Alhasil, menyembunyikannya adalah lebih utama agar terhindar dari syirik. Apalagi dalam suatu kesempatan yang lain, Rasulullah bersabda: “Takutlah akan syirik kecil,” para sahabat menanyakan tentang apakah syirik kecil yang dimaksudkan oleh Rasulullah. Rasulullah menjawab: “Yaitu riya.’”

Rasulullah bersabda, tatkala turun QS. Al-Kahfi ayat 110 ini: “Sesungguhnya sesuatu yang paling sangat sangat saya takuti adalah syirik yang samar. Takutlah akan kesyirikan yang samar itu, karena sungguh kesyirikan itu lebih samar pada umatku dari pada semut hitam yang merayap di atas batu hitam pada malam yang sangat gelap.”

Mendengarnya, para sahabat terlihat kesusahan, lalu Rasulullah pun kembali bersabda: “Maukah kalian Aku tunjukkan sesuatu yang akan menjauhkan kalian dari syirik kecil maupun besar?” Para sahabat mengiakannya. Rasulullah menjawab: “Kalian bacalah doa: ‘Ya Allah, sungguh saya berlindung kepada-Mu dari kesyirikan yang tidak kuketahui, dan saya memohon ampunan-Mu dari dosa-dosa yang tidak saya sadari.’”

Beberapa riwayat hadis tersebut jelas merupakan pukulan keras bagi orang mukmin untuk menghindar dari riya. Keberadaan riya menjadikan amal yang telah dilakukan menjadi sia-sia belaka. Contoh aplikatif yang diajarkan dan dituntunkan oleh Hadlrotusy Syaik Romo KH Ahmad Asrori Al-Ishaqi adalah dengan menyisikan uang recehan, yang jika kelak datang peminta-minta, tidak ada perasaan berat untuk memberikannya, pun kita cenderung malu kalau ada orang yang bertanya tentang nilainya.

Kuncinya adalah melakukan sesuatu yang sesungguhnya memiliki nilai kebaikan, sedang kita tidak meniatkannya, karena bentuknya yang remeh.

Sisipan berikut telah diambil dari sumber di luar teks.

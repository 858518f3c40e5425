use crate::config::Config;
use log::LevelFilter;
use simplelog::{self, ConfigBuilder};

/// Modules to filter out from logging when not in Trace mode.
/// These are typically verbose dependencies that clutter normal log output.
const FILTERED_MODULES: &[&str] = &["hyper", "hyper_util", "reqwest", "rustls", "tower", "axum"];

pub struct Logger {}

impl Logger {
    /// Initializes the global logger with configuration based on the provided Config.
    ///
    /// When the log level is set to Trace, all logs including dependency logs are shown.
    /// For all other log levels, the HTTP stack's own logs are filtered out.
    ///
    /// Fails if a global logger has already been installed.
    pub fn init_logger(config: &Config) -> Result<(), log::SetLoggerError> {
        let log_level_filter = Self::convert_level_filter(config.log_level_filter);
        let apply_filters = Self::should_filter_dependencies(config.log_level_filter);
        let log_config = Self::build_log_config(apply_filters);

        simplelog::TermLogger::init(
            log_level_filter,
            log_config,
            simplelog::TerminalMode::Mixed,
            simplelog::ColorChoice::Auto,
        )
    }

    /// Converts log::LevelFilter to simplelog::LevelFilter.
    fn convert_level_filter(level: LevelFilter) -> simplelog::LevelFilter {
        match level {
            LevelFilter::Off => simplelog::LevelFilter::Off,
            LevelFilter::Error => simplelog::LevelFilter::Error,
            LevelFilter::Warn => simplelog::LevelFilter::Warn,
            LevelFilter::Info => simplelog::LevelFilter::Info,
            LevelFilter::Debug => simplelog::LevelFilter::Debug,
            LevelFilter::Trace => simplelog::LevelFilter::Trace,
        }
    }

    /// Determines whether dependency logging should be filtered.
    ///
    /// Returns `false` for Trace level (show all logs), `true` for all other levels.
    fn should_filter_dependencies(level: LevelFilter) -> bool {
        level != LevelFilter::Trace
    }

    /// Builds a simplelog Config with optional module filtering.
    ///
    /// When `apply_filters` is true, logs from noisy dependencies are suppressed.
    fn build_log_config(apply_filters: bool) -> simplelog::Config {
        let mut builder = ConfigBuilder::new();
        builder.set_time_format_rfc3339();

        if apply_filters {
            for module in FILTERED_MODULES {
                builder.add_filter_ignore_str(module);
            }
        }

        builder.build()
    }
}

Seperti membuang sisa makanan, niat membersihkan gudang berisi pakaian yang masih laik pakai. Merelakan –lebih tepatnya- sesuatu yang tidak lagi berguna, tapi di mata orang lain sangat berharga. Semoga kita tercatat sebagai orang-orang yang ikhlas, meski tanpa merasa telah beramal. Aamiiin.

Referensi:

Ismail Haqqi bin Musthofa Al-Istanbuli Al-Hanafi Al-Kholwati, Tafsir Ruh Al-Bayan (Dar Ihya’ Turats)
Ahmad bin Muhammad bin Al-Mahdi bin ‘Ajibah Al-Hasani Al-Idrisi Al-Syadzili Al-Fasi, Al-Bahrul Al-Madid, (Beirut: Darul Kutub Al-Ilmiyah, 2002)
Abu Bakar Ahmad bin Al-Husain Al-Baihaqi, Syu’ab Al-Iman, (Beirut: Dar Al-Kutub Al-Ilmiyah, 1410 H.)